Sr Magdalene in her book Thoughts about our Children in the Orthodox Church Today tells us about a father who knelt every night next to his sleeping son’s bed and prayed to God to grant His grace to his child (p. 27 of the Greek edition). Let this father’s example be a guide to us.
Fr Raphael Pavouris
By Mina Radovic
The Red Balloon is a film about a young boy who befriends a red balloon, and sets off with him on a series of adventures through Paris.
By Evdokia Tsolakis
For me, the Church means everything. Having lived in it, I could not live without it – I think the sudden burden of a life without God, without love, would emotionally crush me.
Children learn by example. Are we careful to be a good Christian example to them? Or are we focusing on lesser matters and leaving our children's path to proceed without due care?
By Zoe Assimakos
Boys face particular challenges in school and there is not always enough support available to them by the system. We explore some ways a parent can help their children thrive academically.
By Stephen Griffith
St. Emelia is known as the mother of saints. Among her ten children were some of Orthodoxy most significant theologians -- Sts. Basil the Great and Gregory of Nyssa. She was part of a family of saints who were themselves disciples or friends of still other recognized saints.
Wisdom of the holy fathers
Since the publication of the last issue of our Bulletin two very important events for our local Church took place:
On 12 June Metropolitan Nikitas of Dardanelles was elected Archbishop of Thyateira and Great Britain.
His Eminence was born in the USA (Tampa, Florida) to second generation Greek American parents. He studied Theology in Boston and Thessaloniki and Russian language in St Petersburg and has taught in numerous Universities.
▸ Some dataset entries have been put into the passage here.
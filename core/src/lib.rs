pub mod builder;
pub mod config;
pub mod docid;
pub mod error;
pub mod finder;
pub mod index;
pub mod metadata;
pub mod persist;
pub mod search;
pub mod tokenizer;
pub mod topics;

pub use builder::IndexBuilder;
pub use config::FinderConfig;
pub use error::{Error, Result};
pub use finder::RfcFinder;
pub use index::*;
pub use metadata::{DocumentRecord, MetadataStore, ScoredRecord};
pub use search::SearchService;
use crate::docid::doc_id_from_path;
use crate::error::Result;
use crate::index::{Bm25Params, RankingEngine};
use crate::metadata::{DocumentRecord, MetadataStore, ScoredRecord};
use std::sync::Arc;

pub const DEFAULT_TOP_K: usize = 10;

/// Free-text search over the corpus, enriched with RFC metadata.
#[derive(Clone)]
pub struct SearchService {
    engine: Arc<dyn RankingEngine + Send + Sync>,
    metadata: Arc<MetadataStore>,
}

impl SearchService {
    pub fn new(engine: Arc<dyn RankingEngine + Send + Sync>, metadata: Arc<MetadataStore>) -> Self {
        Self { engine, metadata }
    }

    /// Rank `query` and join every hit with its metadata.
    ///
    /// Hits are never dropped: a document without metadata comes back with
    /// empty fields and its score, so the result count matches the engine's.
    pub fn search(&self, query: &str, top_k: usize, params: &Bm25Params) -> Result<Vec<ScoredRecord>> {
        let ranked = self.engine.rank(query, params, top_k)?;
        let results = ranked
            .into_iter()
            .map(|(pos, score)| {
                let doc_id = self.engine.doc_path(pos).and_then(doc_id_from_path);
                let record = match doc_id {
                    Some(id) => self.metadata.get(&id).cloned().unwrap_or_else(|| {
                        tracing::debug!(doc_id = %id, "search hit has no metadata");
                        DocumentRecord::unknown(id)
                    }),
                    None => {
                        tracing::warn!(position = pos, "search hit does not follow the rfc<digits>.txt naming");
                        DocumentRecord::default()
                    }
                };
                ScoredRecord { record, score: f64::from(score) }
            })
            .collect::<Vec<_>>();
        tracing::info!(query, top_k, hits = results.len(), "search");
        Ok(results)
    }
}

#[cfg(test)]
mod tests {
    use super::*;
    use crate::error::Error;
    use crate::index::{DocPosition, ForwardIndex, TermId};
    use std::path::PathBuf;

    /// Engine returning a fixed ranking, or failing like an unreadable index.
    struct Canned {
        paths: Vec<&'static str>,
        ranking: Option<Vec<(DocPosition, f32)>>,
    }

    impl ForwardIndex for Canned {
        fn num_docs(&self) -> usize { self.paths.len() }
        fn doc_path(&self, doc: DocPosition) -> Option<&str> { self.paths.get(doc as usize).copied() }
        fn term_text(&self, _term: TermId) -> Option<&str> { None }
    }

    impl RankingEngine for Canned {
        fn rank(&self, _query: &str, _params: &Bm25Params, top_k: usize) -> Result<Vec<(DocPosition, f32)>> {
            match &self.ranking {
                Some(r) => Ok(r.iter().copied().take(top_k).collect()),
                None => Err(Error::IndexUnavailable { path: PathBuf::from("idx"), reason: "gone".into() }),
            }
        }
    }

    fn store() -> Arc<MetadataStore> {
        Arc::new(MetadataStore::from_records([
            DocumentRecord { doc_id: "RFC2001".into(), title: "TCP Slow Start".into(), ..Default::default() },
            DocumentRecord { doc_id: "RFC5681".into(), title: "TCP Congestion Control".into(), ..Default::default() },
        ]))
    }

    #[test]
    fn keeps_hits_without_metadata() {
        let engine = Canned {
            paths: vec!["rfcs/rfc5681.txt", "rfcs/rfc8999.txt", "rfcs/rfc2001.txt", "rfcs/notes.txt"],
            ranking: Some(vec![(0, 9.0), (1, 5.0), (2, 5.0), (3, 1.0)]),
        };
        let svc = SearchService::new(Arc::new(engine), store());
        let hits = svc.search("congestion", 10, &Bm25Params::default()).unwrap();
        let ids: Vec<&str> = hits.iter().map(|h| h.record.doc_id.as_str()).collect();
        assert_eq!(ids, vec!["RFC5681", "RFC8999", "RFC2001", ""]);
        assert_eq!(hits[0].record.title, "TCP Congestion Control");
        assert_eq!(hits[1].record.title, "");
        assert_eq!(hits[1].score, 5.0);
        assert!(hits.windows(2).all(|w| w[0].score >= w[1].score));
    }

    #[test]
    fn respects_top_k() {
        let engine = Canned { paths: vec!["rfc2001.txt", "rfc5681.txt"], ranking: Some(vec![(1, 2.0), (0, 1.0)]) };
        let svc = SearchService::new(Arc::new(engine), store());
        let hits = svc.search("tcp", 1, &Bm25Params::default()).unwrap();
        assert_eq!(hits.len(), 1);
        assert_eq!(hits[0].record.doc_id, "RFC5681");
    }

    #[test]
    fn surfaces_unavailable_index() {
        let engine = Canned { paths: vec![], ranking: None };
        let svc = SearchService::new(Arc::new(engine), store());
        let err = svc.search("tcp", 10, &Bm25Params::default()).unwrap_err();
        assert!(matches!(err, Error::IndexUnavailable { .. }));
    }
}
// SPDX-FileCopyrightText: Copyright (c) 2024-2026 modbus-bridge contributors
// SPDX-License-Identifier: MIT OR Apache-2.0

//! Reconnect and cancellation behavior of the TCP client, exercised
//! against a hand-rolled peer so connection drops happen on cue.

#![cfg(feature = "tcp")]

use std::time::Duration;

use tokio::{
    io::{AsyncReadExt as _, AsyncWriteExt as _},
    net::TcpListener,
    sync::{broadcast, mpsc},
    time::timeout,
};
use tokio_util::sync::CancellationToken;

use modbus_bridge::{
    client::{
        tcp::{TcpClient, TcpClientOptions},
        Client as _, ClientEvent,
    },
    slave::Slave,
    Error, Request, Response,
};

async fn wait_for(events: &mut broadcast::Receiver<ClientEvent>, needle: ClientEvent) {
    timeout(Duration::from_secs(5), async {
        loop {
            if events.recv().await.unwrap() == needle {
                break;
            }
        }
    })
    .await
    .unwrap();
}

#[tokio::test]
async fn reconnect_continues_the_transaction_id_sequence() {
    let listener = TcpListener::bind("127.0.0.1:0").await.unwrap();
    let addr = listener.local_addr().unwrap();
    let (seen_ids, mut ids) = mpsc::unbounded_channel();

    tokio::spawn(async move {
        // First connection: swallow one request, then slam the door.
        let (mut stream, _) = listener.accept().await.unwrap();
        let mut frame = [0u8; 12];
        stream.read_exact(&mut frame).await.unwrap();
        seen_ids
            .send(u16::from_be_bytes([frame[0], frame[1]]))
            .unwrap();
        drop(stream);

        // Second connection: answer properly.
        let (mut stream, _) = listener.accept().await.unwrap();
        let mut frame = [0u8; 12];
        stream.read_exact(&mut frame).await.unwrap();
        seen_ids
            .send(u16::from_be_bytes([frame[0], frame[1]]))
            .unwrap();
        let response = [
            frame[0], frame[1], 0x00, 0x00, 0x00, 0x05, frame[6], 0x03, 0x02, 0x00, 0x07,
        ];
        stream.write_all(&response).await.unwrap();
        // Leave the connection up until the test is done.
        tokio::time::sleep(Duration::from_secs(5)).await;
    });

    let client = TcpClient::new(TcpClientOptions::new("127.0.0.1").with_port(addr.port()));
    let mut events = client.subscribe();
    client.connect().await.unwrap();
    wait_for(&mut events, ClientEvent::Connected).await;

    // The server drops the connection mid-request: the waiter fails and
    // never completes against the later connection.
    let err = client
        .call(Slave(1), Request::ReadHoldingRegisters(0, 1))
        .await
        .unwrap_err();
    assert!(matches!(err, Error::Disconnected | Error::Timeout));

    wait_for(&mut events, ClientEvent::Disconnected).await;
    wait_for(&mut events, ClientEvent::Connected).await;

    let response = client
        .call(Slave(1), Request::ReadHoldingRegisters(0, 1))
        .await
        .unwrap();
    assert_eq!(response, Response::ReadHoldingRegisters(vec![0x0007]));

    // The id sequence continued across the reconnect.
    assert_eq!(ids.recv().await.unwrap(), 0);
    assert_eq!(ids.recv().await.unwrap(), 1);
}

#[tokio::test]
async fn cancellation_fails_the_call_but_keeps_the_connection() {
    let listener = TcpListener::bind("127.0.0.1:0").await.unwrap();
    let addr = listener.local_addr().unwrap();

    tokio::spawn(async move {
        let (mut stream, _) = listener.accept().await.unwrap();
        // Read the request and never answer.
        let mut frame = [0u8; 12];
        let _ = stream.read_exact(&mut frame).await;
        tokio::time::sleep(Duration::from_secs(5)).await;
    });

    let mut options = TcpClientOptions::new("127.0.0.1").with_port(addr.port());
    options.receive_timeout = Duration::from_secs(3);
    let client = TcpClient::new(options);
    let mut events = client.subscribe();
    client.connect().await.unwrap();
    wait_for(&mut events, ClientEvent::Connected).await;

    let cancel = CancellationToken::new();
    let call = client.call_with_cancel(
        Slave(1),
        Request::ReadHoldingRegisters(0, 1),
        cancel.clone(),
    );
    let (result, ()) = tokio::join!(call, async {
        tokio::time::sleep(Duration::from_millis(100)).await;
        cancel.cancel();
    });
    assert!(matches!(result.unwrap_err(), Error::Cancelled));

    // Cancellation must not drop the connection.
    let disconnected = timeout(Duration::from_millis(300), events.recv()).await;
    assert!(disconnected.is_err());
}

#[tokio::test]
async fn receive_timeout_surfaces_and_triggers_reconnect() {
    let listener = TcpListener::bind("127.0.0.1:0").await.unwrap();
    let addr = listener.local_addr().unwrap();

    tokio::spawn(async move {
        loop {
            let Ok((mut stream, _)) = listener.accept().await else {
                break;
            };
            tokio::spawn(async move {
                // Swallow requests without ever answering.
                let mut buf = [0u8; 256];
                while matches!(stream.read(&mut buf).await, Ok(n) if n > 0) {}
            });
        }
    });

    let mut options = TcpClientOptions::new("127.0.0.1").with_port(addr.port());
    options.receive_timeout = Duration::from_millis(200);
    let client = TcpClient::new(options);
    let mut events = client.subscribe();
    client.connect().await.unwrap();
    wait_for(&mut events, ClientEvent::Connected).await;

    let err = client
        .call(Slave(1), Request::ReadHoldingRegisters(0, 1))
        .await
        .unwrap_err();
    assert!(matches!(err, Error::Timeout));

    // The timed-out connection is replaced by a fresh one.
    wait_for(&mut events, ClientEvent::Disconnected).await;
    wait_for(&mut events, ClientEvent::Connected).await;
}

#[tokio::test]
async fn calls_without_a_connection_fail_fast() {
    let client = TcpClient::new(TcpClientOptions::new("127.0.0.1").with_port(1));
    let err = client
        .call(Slave(1), Request::ReadHoldingRegisters(0, 1))
        .await
        .unwrap_err();
    assert!(matches!(err, Error::Disconnected));
}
He served as a priest in several parishes in the Greek Orthodox Archdiocese of North America before being elected Metropolitan of Hong Kong and later of the Dardanelles.
His Eminence Nikitas was enthroned in the Cathedral Church of the Divine Wisdom in London on 28th June. 2019. The godly zeal, love for the Church, pastoral care, and vision which he has already exhibited has inspired a great sense of joyous expectation among the clergy and the faithful who have already embraced him with love as their spiritual leader. Let us all keep him in our prayers. Axios!
On 20th November Archbishop Gregorios, the beloved Archpastor of this Archdiocese for the last thirty-one years, passed away. In his long tenure Archbishop Gregorios worked tirelessly for our Church: he served the Liturgy for as long as he could stand, founded many communities, ordained a great number of clergy and established schools. But perhaps he will be mainly remembered for his total trust in God’s providence, his warm and unpretentious character and his indiscriminate love for all. He held a very demanding position, being the shepherd of a large Diocese, and yet he made time for every person who needed him, giving him his undivided attention. From royalty to students, all were treated with love, respect and Cypriot hospitality in his modest premises. It was not uncommon for Archbishop Gregorios to answer the phone of the Archdiocesan office late at night to console, to guide, to offer practical help.
May the Memory of our departed Chief Hierarch and Archpastor Gregorios be Eternal!